Les prochains pas des zapatistes

Textes publiés entre décembre 2012 et mars 2013 par l’EZLN
vendredi 5 avril 2013

Le 21 décembre, les zapatistes, qui poursuivent en toute discrétion leur lutte pour l’autonomie, la démocratie, la liberté et la justice, se sont à nouveau manifestés aux yeux du monde.

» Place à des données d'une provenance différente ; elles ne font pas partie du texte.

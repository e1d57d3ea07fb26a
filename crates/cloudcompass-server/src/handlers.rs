use axum::{
    extract::{rejection::JsonRejection, State},
    http::StatusCode,
    Json,
};
use cloudcompass_core::{ai_configured, ArchitectureGraph, AwsEdge, AwsNode};
use cloudcompass_suggest::CostEstimate;
use serde::{Deserialize, Serialize};
use serde_json::{json, Value};
use tracing::{debug, info};

use crate::{ApiError, ApiResult, AppState};

pub async fn health() -> &'static str {
    "OK"
}

/// Pull a non-empty string `prompt` out of a JSON body.
fn require_prompt(body: &Value) -> ApiResult<&str> {
    body.get("prompt")
        .and_then(Value::as_str)
        .filter(|p| !p.is_empty())
        .ok_or_else(|| ApiError::BadRequest("Prompt is required".to_string()))
}

pub async fn generate(
    State(state): State<AppState>,
    body: Result<Json<Value>, JsonRejection>,
) -> ApiResult<Json<ArchitectureGraph>> {
    let Json(body) = body?;
    let prompt = require_prompt(&body)?;

    if !state.generate_delay.is_zero() {
        tokio::time::sleep(state.generate_delay).await;
    }

    let graph = cloudcompass_core::synthesize(prompt);
    info!(
        nodes = graph.nodes.len(),
        edges = graph.edges.len(),
        "synthesized architecture"
    );
    Ok(Json(graph))
}

pub async fn generate_with_model(
    State(state): State<AppState>,
    body: Result<Json<Value>, JsonRejection>,
) -> ApiResult<Json<ArchitectureGraph>> {
    let Json(body) = body?;
    let prompt = require_prompt(&body)?;
    let graph = state.advisor().await.generate_architecture(prompt).await;
    Ok(Json(graph))
}

#[derive(Debug, Deserialize)]
pub struct CostRequest {
    #[serde(default)]
    pub nodes: Vec<AwsNode>,
}

pub async fn estimate_cost(
    State(state): State<AppState>,
    body: Result<Json<CostRequest>, JsonRejection>,
) -> ApiResult<Json<CostEstimate>> {
    let Json(req) = body?;
    debug!(nodes = req.nodes.len(), "estimating cost");
    let estimate = state.advisor().await.estimate_cost(&req.nodes).await;
    Ok(Json(estimate))
}

#[derive(Debug, Deserialize)]
pub struct ExplainRequest {
    #[serde(default)]
    pub prompt: Option<String>,
    #[serde(default)]
    pub nodes: Vec<AwsNode>,
    #[serde(default)]
    pub edges: Vec<AwsEdge>,
}

#[derive(Debug, Serialize, Deserialize)]
pub struct ExplainResponse {
    pub explanation: String,
}

pub async fn explain(
    State(state): State<AppState>,
    body: Result<Json<ExplainRequest>, JsonRejection>,
) -> ApiResult<Json<ExplainResponse>> {
    let Json(req) = body?;
    let graph = ArchitectureGraph {
        nodes: req.nodes,
        edges: req.edges,
    };
    let explanation = state
        .advisor()
        .await
        .explain(req.prompt.as_deref(), &graph)
        .await;
    Ok(Json(ExplainResponse { explanation }))
}

#[derive(Debug, Deserialize)]
pub struct TerraformRequest {
    #[serde(default)]
    pub nodes: Vec<AwsNode>,
    #[serde(default)]
    pub edges: Vec<AwsEdge>,
}

#[derive(Debug, Serialize, Deserialize)]
pub struct TerraformResponse {
    pub code: String,
}

pub async fn export_terraform(
    State(state): State<AppState>,
    body: Result<Json<TerraformRequest>, JsonRejection>,
) -> ApiResult<Json<TerraformResponse>> {
    let Json(req) = body?;
    let graph = ArchitectureGraph {
        nodes: req.nodes,
        edges: req.edges,
    };
    let code = state.advisor().await.export_terraform(&graph).await?;
    Ok(Json(TerraformResponse { code }))
}

pub async fn get_settings(State(state): State<AppState>) -> Json<Value> {
    let settings = state.settings.read().await;
    // Mask API key, only report whether one is set
    Json(json!({
        "provider": settings.provider,
        "model": settings.model,
        "hasKey": !settings.api_key.is_empty(),
        "configured": ai_configured(&settings),
    }))
}

#[derive(Debug, Deserialize)]
#[serde(rename_all = "camelCase")]
pub struct SaveSettingsRequest {
    pub provider: String,
    #[serde(default)]
    pub api_key: String,
    pub model: String,
}

pub async fn save_settings(
    State(state): State<AppState>,
    body: Result<Json<SaveSettingsRequest>, JsonRejection>,
) -> ApiResult<StatusCode> {
    let Json(req) = body?;
    let mut settings = state.settings.write().await;
    let mut updated = settings.clone();
    updated.provider = req.provider;
    updated.model = req.model;
    // Empty key means "keep existing"
    if !req.api_key.is_empty() {
        updated.api_key = req.api_key;
    }
    // The write guard stays held until the file is replaced, so saves hit disk in order.
    let path = state.settings_path.clone();
    let to_disk = updated.clone();
    tokio::task::spawn_blocking(move || cloudcompass_core::write_settings_to(&path, &to_disk))
        .await??;
    info!(provider = %updated.provider, model = %updated.model, "saved AI settings");
    *settings = updated;
    Ok(StatusCode::NO_CONTENT)
}
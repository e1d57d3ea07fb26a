pub mod config;
pub mod error;
pub mod handlers;
pub mod routes;
pub mod state;

pub use config::ServerConfig;
pub use error::{ApiError, ApiResult};
pub use routes::create_router;
pub use state::AppState;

En ce jour de la soi-disant « fin du monde », 40 000 zapatistes (indigènes mayas), des 5 régions autonomes (La Realidad, Oventik, Morelia, La Garrucha et Roberto Barrios) ont défilé en silence absolu dans 5 des principales villes du Chiapas (Altamirano, Comitan, Ocosingo, San Cristobal de las Casas, Palenque). Après les passe-montagnes pour être reconnus, le silence pour être entendu... Le message, publié sous forme de communiqué était clair :

« VOUS AVEZ ENTENDU ?

C’est le bruit de votre monde qui s’écroule.

C’est celui du nôtre qui resurgit.

Le jour où le jour fut, c’était la nuit.

Et ce sera la nuit le jour où ce sera le jour.

DÉMOCRATIE !

LIBERTÉ !

JUSTICE ! »

Dans chaque ville, les zapatistes ont défilé en passant tou-tes sur une estrade aménagée à l’arrière d’une camionnette. Un autre message : pas de tribune réservée à certain-es, pas de leader, tou-tes les zapatistes décident de leur destin.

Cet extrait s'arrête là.